The Plastic Health Council also called for an end to subsidies to plastic manufacturers, banning the sale of all products with unnecessary plastic by 2030, and making dramatic cuts to production of single use plastic by half within a decade and the manufacture of virgin, or unrecycled, plastic by 70 per cent this year.

This is a controversial position for any body of experts to take. Some of the world’s biggest and most influential corporations manufacture virgin plastics using chemicals derived from fossil fuels (oil or gas). They can be made to meet almost any need and, under present cost regimes, are markedly cheaper than recycled plastic. Most telling of all, they make up about 99 per cent of all plastics. 

Collecting, sorting, processing and moving plastics for recycling requires more time, labor, and equipment than making virgin plastic from fossil fuels, and results in a lower grade product – less bang for the buyer’s buck. Against that, governments pay billions to support extraction and processing of fossil fuels, a level of subsidy that will always put recycling at a profound economic disadvantage.

Authorities around the world have come to realise that recycling plastic is a mug’s game. “The Fraud of Plastic Recycling”, a detailed study released last month by the Washington-based Center for Climate Integrity, points out that the only current markets for recycled plastics are for polyethylene terephthalate (PET) and high density polyethylene (HDPE) plastic bottles and jugs. The rest is low-grade junk.

Other plastics collected in kerbside recycling are incinerated or sent to landfill. Even in the near-impossible event that they get sorted into their different chemical types, the huge range of colourants or other additives in use prevents their recycling. 
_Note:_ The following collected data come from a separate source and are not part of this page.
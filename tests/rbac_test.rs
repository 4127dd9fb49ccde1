//! Modelo RBAC: permissões efetivas, snapshot no token e isolamento entre
//! tenants.

mod common;

use common::{register, spawn_app};
use tenant_auth::{
    common::error::AppError,
    models::{
        auth::VerifiedIdentity,
        rbac::{CreatePermissionPayload, CreateRolePayload},
    },
    services::rbac_service::{RbacService, ROLE_ADMIN, ROLE_USER},
};

fn role(name: &str, permissions: &[&str]) -> CreateRolePayload {
    CreateRolePayload {
        name: name.into(),
        description: None,
        permissions: permissions.iter().map(|p| p.to_string()).collect(),
    }
}

#[tokio::test]
async fn new_tenant_is_seeded_with_default_roles() {
    let app = spawn_app();
    let session = register(&app, "acme", "ana").await;

    let roles = app.state.rbac_service.list_roles("acme").await.unwrap();
    let names: Vec<&str> = roles.iter().map(|r| r.role.name.as_str()).collect();
    assert!(names.contains(&ROLE_USER));
    assert!(names.contains(&ROLE_ADMIN));

    let admin = roles.iter().find(|r| r.role.name == ROLE_ADMIN).unwrap();
    assert!(admin.permissions.contains(&"RBAC:MANAGE".to_string()));
    assert_eq!(admin.permissions.len(), 21);

    let permissions = app
        .state
        .rbac_service
        .effective_permissions("acme", session.tokens.user_id)
        .await
        .unwrap();
    assert!(permissions.contains("BOOKING:READ"));
    assert!(!permissions.contains("RBAC:MANAGE"));

    // Um segundo registro não duplica nada
    register(&app, "acme", "bia").await;
    assert_eq!(app.state.rbac_service.list_roles("acme").await.unwrap().len(), 2);
}

#[tokio::test]
async fn effective_permissions_are_the_union_of_active_roles() {
    let app = spawn_app();
    let session = register(&app, "acme", "caio").await;
    let user_id = session.tokens.user_id;
    let rbac = &app.state.rbac_service;

    rbac.create_role_with_permissions("acme", role("role_finance", &["payment:read", "PAYMENT:UPDATE"]))
        .await
        .unwrap();
    rbac.assign_role("acme", user_id, "ROLE_FINANCE").await.unwrap();

    let permissions = rbac.effective_permissions("acme", user_id).await.unwrap();
    assert!(permissions.contains("BOOKING:READ"));
    assert!(permissions.contains("PAYMENT:READ"));
    assert!(permissions.contains("PAYMENT:UPDATE"));

    let snapshot = rbac.snapshot_for_user("acme", user_id).await.unwrap();
    assert!(snapshot.roles.contains("ROLE_FINANCE"));
    assert!(snapshot.roles.contains(ROLE_USER));
}

#[tokio::test]
async fn inactive_roles_and_permissions_do_not_count() {
    let app = spawn_app();
    let session = register(&app, "acme", "duda").await;
    let user_id = session.tokens.user_id;
    let rbac = &app.state.rbac_service;

    let finance = rbac
        .create_role_with_permissions("acme", role("ROLE_FINANCE", &["PAYMENT:READ"]))
        .await
        .unwrap();
    rbac.assign_role("acme", user_id, "ROLE_FINANCE").await.unwrap();

    rbac.set_role_active("acme", finance.role.id, false).await.unwrap();
    let snapshot = rbac.snapshot_for_user("acme", user_id).await.unwrap();
    assert!(!snapshot.roles.contains("ROLE_FINANCE"));
    assert!(!snapshot.permissions.contains("PAYMENT:READ"));

    let booking_read = rbac
        .list_permissions("acme")
        .await
        .unwrap()
        .into_iter()
        .find(|p| p.full_name() == "BOOKING:READ")
        .unwrap();
    rbac.set_permission_active("acme", booking_read.id, false)
        .await
        .unwrap();
    let permissions = rbac.effective_permissions("acme", user_id).await.unwrap();
    assert!(!permissions.contains("BOOKING:READ"));
}

#[tokio::test]
async fn role_changes_reach_the_token_only_after_refresh() {
    let app = spawn_app();
    let session = register(&app, "acme", "edu").await;
    let user_id = session.tokens.user_id;

    app.state
        .rbac_service
        .assign_role("acme", user_id, ROLE_ADMIN)
        .await
        .unwrap();

    // O token antigo continua com o snapshot da emissão
    let claims = app
        .state
        .token_service
        .validate_access_token(&session.tokens.access.token)
        .unwrap();
    let stale = VerifiedIdentity::from(claims);
    assert!(!RbacService::has_permission(&stale, "RBAC", "MANAGE"));

    let refreshed = app
        .state
        .auth_service
        .refresh(&session.tokens.refresh.token)
        .await
        .unwrap();
    let claims = app
        .state
        .token_service
        .validate_access_token(&refreshed.tokens.access.token)
        .unwrap();
    let fresh = VerifiedIdentity::from(claims);
    assert!(RbacService::has_permission(&fresh, "RBAC", "MANAGE"));
    assert!(fresh.roles.contains(ROLE_ADMIN));
}

#[tokio::test]
async fn role_and_permission_names_are_unique_per_tenant() {
    let app = spawn_app();
    register(&app, "acme", "fred").await;
    register(&app, "globex", "fred").await;
    let rbac = &app.state.rbac_service;

    rbac.create_role_with_permissions("acme", role("ROLE_AGENT", &[]))
        .await
        .unwrap();
    let duplicate = rbac
        .create_role_with_permissions("acme", role("role_agent", &[]))
        .await;
    assert!(matches!(duplicate, Err(AppError::DuplicateRole)));
    rbac.create_role_with_permissions("globex", role("ROLE_AGENT", &[]))
        .await
        .unwrap();

    let existing = rbac
        .create_permission(
            "acme",
            CreatePermissionPayload {
                name: None,
                resource: "booking".into(),
                action: "read".into(),
                description: None,
            },
        )
        .await;
    assert!(matches!(existing, Err(AppError::DuplicatePermission)));

    let created = rbac
        .create_permission(
            "acme",
            CreatePermissionPayload {
                name: None,
                resource: "report".into(),
                action: "export".into(),
                description: Some("Exportar relatórios".into()),
            },
        )
        .await
        .unwrap();
    assert_eq!(created.name, "REPORT_EXPORT");
    assert_eq!(created.full_name(), "REPORT:EXPORT");
}

#[tokio::test]
async fn unknown_permissions_abort_role_creation() {
    let app = spawn_app();
    register(&app, "acme", "gil").await;
    let rbac = &app.state.rbac_service;

    let result = rbac
        .create_role_with_permissions("acme", role("ROLE_X", &["BOOKING:READ", "NOPE:READ"]))
        .await;
    assert!(matches!(result, Err(AppError::InvalidName(_))));

    // Nada foi criado
    let roles = rbac.list_roles("acme").await.unwrap();
    assert!(roles.iter().all(|r| r.role.name != "ROLE_X"));
}

#[tokio::test]
async fn roles_never_cross_tenants() {
    let app = spawn_app();
    let acme_user = register(&app, "acme", "hana").await;
    register(&app, "globex", "ivo").await;
    let rbac = &app.state.rbac_service;

    rbac.create_role_with_permissions("globex", role("ROLE_GLOBEX_ONLY", &["PAYMENT:READ"]))
        .await
        .unwrap();

    // O usuário de acme não existe em globex
    let result = rbac
        .assign_role("globex", acme_user.tokens.user_id, "ROLE_GLOBEX_ONLY")
        .await;
    assert!(matches!(result, Err(AppError::NotFound(_))));

    // E o cargo de globex não existe em acme
    let result = rbac
        .assign_role("acme", acme_user.tokens.user_id, "ROLE_GLOBEX_ONLY")
        .await;
    assert!(matches!(result, Err(AppError::NotFound(_))));

    let snapshot = rbac
        .snapshot_for_user("globex", acme_user.tokens.user_id)
        .await
        .unwrap();
    assert!(snapshot.roles.is_empty());
}

#[tokio::test]
async fn deactivated_role_lingers_in_the_token_until_reissued() {
    let app = spawn_app();
    let session = register(&app, "acme", "joana").await;
    let user_id = session.tokens.user_id;
    let rbac = &app.state.rbac_service;

    rbac.create_permission(
        "acme",
        CreatePermissionPayload {
            name: None,
            resource: "BOOKING".into(),
            action: "WRITE".into(),
            description: None,
        },
    )
    .await
    .unwrap();
    rbac.create_role_with_permissions("acme", role("R1", &["BOOKING:READ"]))
        .await
        .unwrap();
    let r2 = rbac
        .create_role_with_permissions("acme", role("R2", &["BOOKING:WRITE"]))
        .await
        .unwrap();
    rbac.assign_role("acme", user_id, "R1").await.unwrap();
    rbac.assign_role("acme", user_id, "R2").await.unwrap();

    let permissions = rbac.effective_permissions("acme", user_id).await.unwrap();
    assert!(permissions.contains("BOOKING:READ"));
    assert!(permissions.contains("BOOKING:WRITE"));

    let issued = app
        .state
        .auth_service
        .refresh(&session.tokens.refresh.token)
        .await
        .unwrap();

    rbac.set_role_active("acme", r2.role.id, false).await.unwrap();

    // O token emitido antes da desativação ainda carrega BOOKING:WRITE
    let before = VerifiedIdentity::from(
        app.state
            .token_service
            .validate_access_token(&issued.tokens.access.token)
            .unwrap(),
    );
    assert!(RbacService::has_permission(&before, "BOOKING", "WRITE"));

    let reissued = app
        .state
        .auth_service
        .refresh(&issued.tokens.refresh.token)
        .await
        .unwrap();
    let after = VerifiedIdentity::from(
        app.state
            .token_service
            .validate_access_token(&reissued.tokens.access.token)
            .unwrap(),
    );
    assert!(!RbacService::has_permission(&after, "BOOKING", "WRITE"));
    assert!(RbacService::has_permission(&after, "BOOKING", "READ"));
}
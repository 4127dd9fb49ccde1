// src/models/rbac.rs

use chrono::{DateTime, Utc};
use serde::{Deserialize, Serialize};
use sqlx::FromRow;
use uuid::Uuid;

// O que sai do banco (Tabela roles)
#[derive(Debug, Clone, Serialize, FromRow)]
#[serde(rename_all = "camelCase")]
pub struct Role {
    pub id: Uuid,
    pub tenant_id: String,
    pub name: String,
    pub description: Option<String>,
    pub is_active: bool,
    pub created_at: DateTime<Utc>,
    pub updated_at: DateTime<Utc>,
}

// O que sai do banco (Tabela permissions)
#[derive(Debug, Clone, Serialize, FromRow)]
#[serde(rename_all = "camelCase")]
pub struct Permission {
    pub id: Uuid,
    pub tenant_id: String,
    pub name: String,
    pub resource: String,
    pub action: String,
    pub description: Option<String>,
    pub is_active: bool,
    pub created_at: DateTime<Utc>,
    pub updated_at: DateTime<Utc>,
}

impl Permission {
    /// Nome completo determinístico, ex.: `BOOKING:READ`.
    pub fn full_name(&self) -> String {
        full_permission_name(&self.resource, &self.action)
    }
}

pub fn full_permission_name(resource: &str, action: &str) -> String {
    format!("{resource}:{action}")
}

#[derive(Debug, Clone)]
pub struct NewRole {
    pub name: String,
    pub description: Option<String>,
}

#[derive(Debug, Clone)]
pub struct NewPermission {
    pub name: String,
    pub resource: String,
    pub action: String,
    pub description: Option<String>,
}

// Um cargo do usuário com as permissões ligadas a ele
#[derive(Debug, Clone)]
pub struct RoleGrant {
    pub role: Role,
    pub permissions: Vec<Permission>,
}

// O Payload para criar um cargo
#[derive(Debug, Deserialize)]
#[serde(rename_all = "camelCase")]
pub struct CreateRolePayload {
    pub name: String,
    pub description: Option<String>,
    #[serde(default)]
    pub permissions: Vec<String>, // Nomes completos ("BOOKING:READ")
}

#[derive(Debug, Deserialize)]
#[serde(rename_all = "camelCase")]
pub struct CreatePermissionPayload {
    pub name: Option<String>,
    pub resource: String,
    pub action: String,
    pub description: Option<String>,
}

#[derive(Debug, Deserialize)]
#[serde(rename_all = "camelCase")]
pub struct SetActivePayload {
    pub active: bool,
}

#[derive(Debug, Deserialize)]
#[serde(rename_all = "camelCase")]
pub struct AssignRolePayload {
    pub role: String,
}

// Resposta completa (Cargo + Lista de Permissões)
#[derive(Debug, Serialize)]
#[serde(rename_all = "camelCase")]
pub struct RoleResponse {
    #[serde(flatten)]
    pub role: Role,
    pub permissions: Vec<String>,
}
Recycling (or as the report more accurately describes the process, “downcycling”) can usually happen only once, rarely twice and never more often. The quality of plastic degrades as it is recycled, reducing the usability of recycled plastic. This degradation continues with more recycling, making recycled resins unsuitable for most purposes. This is especially the case for food packaging because of the tendency of recycled plastic to leach toxins.

Where does this leave plastic recycling? Except for a tiny proportion of particular kinds of plastic, it won’t work, hence the supermarket chains’ undignified retreat from their soft plastics program. The truth of the matter is that recycling any plastics, including plastic bottles, is a hit-and-miss affair, and more likely the latter.

Last year Tasmanian Environment Minister Roger Jaensch spruiked the long-awaited Container Refund Scheme “to improve waste management and resource recovery”, but neither Liberal nor Labor have made recycling plastics an election issue. 

The Greens’ policy to “ban all single-use plastics” is clearly the way to go – except that it can’t be done on a local, state or even national scale. World commerce dictates that only a universal prohibition will do – a prohibition on any plastic that for all practical purposes cannot be recycled. That is, pretty well all of it.

How’s that for a political challenge?